<PAGE>
SCHEDULE 14A INFORMATION
Proxy Statement Pursuant to Section 14(a) of
the Securities Exchange Act of 1934 (Amendment No. )
Filed by the Registrant /X/
Filed by a party other than the Registrant / /
Check the appropriate box:
/ / Preliminary Proxy Statement
/ / Confidential, for Use of the Commission Only (as permitted by Rule
14a-6(e)(2))
/X/ Definitive Proxy Statement
/ / Definitive Additional Materials
/ / Soliciting Material Pursuant to 240.14a-11(c) or 240.14a-12
MPTV, INC.
- --------------------------------------------------------------------------------
(Name of Registrant as Specified In Its Charter)
- --------------------------------------------------------------------------------
(Name of Person(s) Filing Proxy Statement, if other than the Registrant)
Payment of Filing Fee (Check the appropriate box):
/ / No fee required
/ / Fee computed on table below per Exchange Act Rules 14a-6(i)(1)
and 0-11
(1) Title of each class of securities to which transaction applies:
------------------------------------------------------------------------
(2) Aggregate number of securities to which transaction applies:
------------------------------------------------------------------------
(3) Per unit price or other underlying value of transaction computed
pursuant to Exchange Act Rule 0-11 (set forth the amount on which the
filing fee is calculated and state how it was determined):
------------------------------------------------------------------------
(4) Proposed maximum aggregate value of transaction:
------------------------------------------------------------------------
(5) Total fee paid:
------------------------------------------------------------------------
/X/ Fee paid previously with preliminary materials.

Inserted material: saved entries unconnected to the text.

//! Synthetic sequence generation command
//!
//! Fits a distribution model to an input sequence and writes a synthetic
//! sequence drawn from it, one value per line, in the same format the
//! analyze command reads.

use std::path::PathBuf;

use anyhow::Context;
use clap::Args;
use seqlab_model::{
    fit::DistributionFit, generator::SequenceGenerator, hyperexponential::HyperexponentialParams,
};
use seqlab_stats::descriptive::SummaryStatistics;

use crate::{data, util::Output};

#[derive(Debug, Clone, Args)]
pub(crate) struct GenerateArg {
    /// Path to the sequence file to model (one value per line)
    pub input: PathBuf,

    /// Number of values to generate (defaults to the input length)
    #[arg(long)]
    pub count: Option<usize>,

    /// Probability of the first branch in the hyperexponential fit
    #[arg(long, default_value_t = HyperexponentialParams::DEFAULT_BRANCH_PROBABILITY)]
    pub branch_probability: f64,

    /// Seed for the synthetic sequence (random when omitted)
    #[arg(long)]
    pub seed: Option<u64>,

    /// Output file path
    #[arg(long)]
    pub output: Option<PathBuf>,
}

pub(crate) fn run(arg: &GenerateArg) -> anyhow::Result<()> {
    let values = data::load_sequence(&arg.input)?;
    eprintln!("Loaded {} values from {}", values.len(), arg.input.display());

    let stats = SummaryStatistics::new(&values).context("no values to model")?;
    let fit = DistributionFit::from_stats(&stats, arg.branch_probability)?;
    eprintln!("Fitted family: {}", fit.family());

    let mut generator = match arg.seed {
        Some(seed) => SequenceGenerator::with_seed(seed),
        None => SequenceGenerator::new(),
    };
    let count = arg.count.unwrap_or(values.len());
    let generated = generator.from_fit(&fit, count)?;

    let mut output = Output::from_output_path(arg.output.clone())?;
    output.write_sequence(&generated)?;
    eprintln!("Wrote {} values to {}", generated.len(), output.display_path());

    Ok(())
}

/ / Check box if any part of the fee is offset as provided by Exchange Act Rule
0-11(a)(2) and identify the filing for which the offsetting fee was paid
previously. Identify the previous filing by registration statement number,
or the Form or Schedule and the date of its filing.

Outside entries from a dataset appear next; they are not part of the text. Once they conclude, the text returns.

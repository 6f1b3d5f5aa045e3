//! Sample-size study over growing prefixes of a sequence.
//!
//! The study answers the question how large a sample has to be before its
//! characteristics settle: every configured prefix size is profiled with the
//! full set of summary statistics and confidence intervals, and each profile
//! is compared against the reference sample (the largest prefix) through
//! relative deviations.

use seqlab_stats::{confidence::ConfidenceInterval, descriptive::SummaryStatistics};

/// Relative deviation of `value` from `reference`, in percent.
///
/// Defined as `0.0` when the reference is zero, so characteristics that
/// vanish in the reference sample (a constant sequence's variance, for
/// example) do not blow up the deviation tables.
#[must_use]
pub fn relative_deviation(value: f64, reference: f64) -> f64 {
    if reference == 0.0 {
        0.0
    } else {
        (value - reference).abs() / reference.abs() * 100.0
    }
}

/// Statistics of one prefix sample.
#[derive(Debug, Clone)]
pub struct SampleProfile {
    /// Number of leading values the profile covers.
    pub sample_size: usize,
    /// Summary statistics of the prefix.
    pub statistics: SummaryStatistics,
    /// One interval per configured confidence level, in configuration order.
    pub confidence_intervals: Vec<ConfidenceInterval>,
}

impl SampleProfile {
    /// Profiles a sample at the given confidence levels.
    ///
    /// # Arguments
    ///
    /// * `values` - The sample, in sequence order
    /// * `confidence_levels` - Levels for the mean confidence intervals,
    ///   each strictly between 0 and 1
    ///
    /// # Returns
    ///
    /// * `Some(SampleProfile)` - if the sample contains at least one value
    /// * `None` - if the sample is empty
    #[must_use]
    pub fn new(values: &[f64], confidence_levels: &[f64]) -> Option<Self> {
        let statistics = SummaryStatistics::new(values)?;
        let confidence_intervals = confidence_levels
            .iter()
            .map(|level| ConfidenceInterval::new(values, *level))
            .collect();
        Some(Self {
            sample_size: values.len(),
            statistics,
            confidence_intervals,
        })
    }

    /// Relative deviations of this profile from a reference profile.
    ///
    /// Confidence intervals are paired by position, so both profiles must
    /// have been built with the same levels; within a study this always
    /// holds.
    #[must_use]
    pub fn deviations_from(&self, reference: &Self) -> ProfileDeviations {
        let confidence_intervals = self
            .confidence_intervals
            .iter()
            .zip(&reference.confidence_intervals)
            .map(|(own, other)| relative_deviation(own.half_width, other.half_width))
            .collect();
        ProfileDeviations {
            statistics: StatisticsDeviations::between(&self.statistics, &reference.statistics),
            confidence_intervals,
        }
    }
}

/// Relative deviations between two sets of summary statistics, in percent.
#[derive(Debug, Clone, Copy)]
pub struct StatisticsDeviations {
    pub mean: f64,
    pub variance: f64,
    pub std_dev: f64,
    pub coefficient_of_variation: f64,
}

impl StatisticsDeviations {
    /// Deviations of `statistics` from `reference`, field by field.
    #[must_use]
    pub fn between(statistics: &SummaryStatistics, reference: &SummaryStatistics) -> Self {
        Self {
            mean: relative_deviation(statistics.mean, reference.mean),
            variance: relative_deviation(statistics.variance, reference.variance),
            std_dev: relative_deviation(statistics.std_dev, reference.std_dev),
            coefficient_of_variation: relative_deviation(
                statistics.coefficient_of_variation,
                reference.coefficient_of_variation,
            ),
        }
    }
}

/// Relative deviations of one profile from the reference profile.
#[derive(Debug, Clone)]
pub struct ProfileDeviations {
    /// Deviations of the summary statistics.
    pub statistics: StatisticsDeviations,
    /// One deviation per confidence interval, matching the profile order.
    pub confidence_intervals: Vec<f64>,
}

/// Profiles of growing prefixes of a sequence.
///
/// The profiles are ordered by sample size and the vector is never empty;
/// the last profile is the reference sample that fitting and generation
/// work from.
#[derive(Debug, Clone)]
pub struct SampleSizeStudy {
    /// The prefix profiles, ordered by sample size.
    pub profiles: Vec<SampleProfile>,
}

impl SampleSizeStudy {
    /// Profiles the sequence at every requested sample size.
    ///
    /// Sizes are clamped to the sequence length, sorted, and deduplicated,
    /// so a size table written for longer inputs degrades gracefully on a
    /// short sequence. Zero sizes are dropped; when no usable size remains
    /// the full sequence is profiled on its own.
    ///
    /// # Arguments
    ///
    /// * `values` - The full sequence, in order
    /// * `sizes` - Requested prefix sizes
    /// * `confidence_levels` - Levels for the mean confidence intervals
    ///
    /// # Returns
    ///
    /// * `Some(SampleSizeStudy)` - if the sequence contains at least one
    ///   value
    /// * `None` - if the sequence is empty
    #[must_use]
    pub fn new(values: &[f64], sizes: &[usize], confidence_levels: &[f64]) -> Option<Self> {
        if values.is_empty() {
            return None;
        }

        let mut sizes = sizes
            .iter()
            .map(|size| (*size).min(values.len()))
            .filter(|size| *size > 0)
            .collect::<Vec<_>>();
        sizes.sort_unstable();
        sizes.dedup();
        if sizes.is_empty() {
            sizes.push(values.len());
        }

        let profiles = sizes
            .into_iter()
            .map(|size| SampleProfile::new(&values[..size], confidence_levels))
            .collect::<Option<Vec<_>>>()?;
        Some(Self { profiles })
    }

    /// The reference profile, the one with the largest sample size.
    #[must_use]
    pub fn reference(&self) -> &SampleProfile {
        self.profiles.last().unwrap()
    }

    /// Deviations of every profile from the reference profile.
    ///
    /// The reference's own row comes out as all zeros.
    #[must_use]
    pub fn deviations(&self) -> Vec<ProfileDeviations> {
        let reference = self.reference();
        self.profiles
            .iter()
            .map(|profile| profile.deviations_from(reference))
            .collect()
    }
}

#[cfg(test)]
mod tests {
    use super::*;

    #[test]
    fn test_relative_deviation_is_a_symmetric_percentage() {
        assert_eq!(relative_deviation(110.0, 100.0), 10.0);
        assert_eq!(relative_deviation(90.0, 100.0), 10.0);
    }

    #[test]
    fn test_relative_deviation_of_zero_reference_is_zero() {
        assert_eq!(relative_deviation(42.0, 0.0), 0.0);
    }

    #[test]
    fn test_relative_deviation_uses_reference_magnitude() {
        assert!((relative_deviation(-9.0, -10.0) - 10.0).abs() < 1e-12);
    }

    #[test]
    fn test_profile_carries_one_interval_per_level() {
        let values = [3.1, 0.4, 5.9, 2.6, 5.3, 5.8, 9.7, 9.3];
        let profile = SampleProfile::new(&values, &[0.90, 0.95, 0.99]).unwrap();
        assert_eq!(profile.sample_size, 8);
        assert_eq!(profile.confidence_intervals.len(), 3);
        assert_eq!(profile.confidence_intervals[0].confidence_level, 0.90);
        assert_eq!(profile.confidence_intervals[2].confidence_level, 0.99);
    }

    #[test]
    fn test_empty_sample_has_no_profile() {
        assert!(SampleProfile::new(&[], &[0.95]).is_none());
    }

    #[test]
    fn test_sizes_are_clamped_sorted_and_deduplicated() {
        let values = (1..=25).map(f64::from).collect::<Vec<_>>();
        let study = SampleSizeStudy::new(&values, &[200, 10, 50], &[0.95]).unwrap();
        let sizes = study
            .profiles
            .iter()
            .map(|p| p.sample_size)
            .collect::<Vec<_>>();
        assert_eq!(sizes, vec![10, 25]);
    }

    #[test]
    fn test_zero_sizes_are_dropped() {
        let values = [1.0, 2.0, 3.0, 4.0];
        let study = SampleSizeStudy::new(&values, &[0, 2], &[0.95]).unwrap();
        let sizes = study
            .profiles
            .iter()
            .map(|p| p.sample_size)
            .collect::<Vec<_>>();
        assert_eq!(sizes, vec![2]);
    }

    #[test]
    fn test_without_usable_sizes_the_full_sequence_is_profiled() {
        let values = [1.0, 2.0, 3.0, 4.0];
        let study = SampleSizeStudy::new(&values, &[], &[0.95]).unwrap();
        assert_eq!(study.profiles.len(), 1);
        assert_eq!(study.reference().sample_size, 4);
    }

    #[test]
    fn test_empty_sequence_has_no_study() {
        assert!(SampleSizeStudy::new(&[], &[10, 20], &[0.95]).is_none());
    }

    #[test]
    fn test_reference_is_the_largest_profile() {
        let values = (1..=100).map(f64::from).collect::<Vec<_>>();
        let study = SampleSizeStudy::new(&values, &[10, 20, 50], &[0.95]).unwrap();
        assert_eq!(study.reference().sample_size, 50);
    }

    #[test]
    fn test_reference_row_deviations_are_zero() {
        let values = (1..=50).map(f64::from).collect::<Vec<_>>();
        let study = SampleSizeStudy::new(&values, &[10, 50], &[0.90, 0.99]).unwrap();
        let deviations = study.deviations();
        let reference_row = deviations.last().unwrap();
        assert_eq!(reference_row.statistics.mean, 0.0);
        assert_eq!(reference_row.statistics.variance, 0.0);
        assert!(reference_row.confidence_intervals.iter().all(|d| *d == 0.0));
    }

    #[test]
    fn test_prefix_deviations_match_hand_computation() {
        // Prefix [1, 2] has mean 1.5 against the full mean 2.5, a 40%
        // deviation; its variance 0.5 against 5/3 deviates by 70%.
        let values = [1.0, 2.0, 3.0, 4.0];
        let study = SampleSizeStudy::new(&values, &[2, 4], &[0.95]).unwrap();
        let deviations = study.deviations();
        assert!((deviations[0].statistics.mean - 40.0).abs() < 1e-9);
        assert!((deviations[0].statistics.variance - 70.0).abs() < 1e-9);
    }
}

(1) Amount Previously Paid:
------------------------------------------------------------------------
(2) Form, Schedule or Registration Statement No.:
------------------------------------------------------------------------
(3) Filing Party:
------------------------------------------------------------------------
(4) Date Filed:
------------------------------------------------------------------------
<PAGE>
MPTV, INC.
---------------------
To The Stockholders:
The Board of Directors of MPTV, Inc., a Nevada corporation (the
"Company") is hereby seeking the approval of stockholders for a proposed
amendment to the Company's Articles of Incorporation by the solicitation of
written consents in lieu of a meeting of stockholders. No meeting of
stockholders is being held in connection with this consent solicitation.
In this consent solicitation, the stockholders are being asked to
approve a proposed amendment of the Company's Articles of Incorporation to
increase the number of authorized shares of Common Stock from 100,000,000 to
200,000,000 and ratify issuances of Common Stock in excess of the original
authorized share limit of 50,000,000 shares. The Board of Directors unanimously
recommends that stockholders vote FOR the amendment authorizing the increase.
The Consent Solicitation Statement on the following pages describes the
matters being presented to the stockholders in this consent solicitation.
The Board of Directors hopes that you will have your stock represented
by signing, dating and returning your consent in the enclosed envelope as
soon as possible. If you submit a properly executed consent within sixty (60)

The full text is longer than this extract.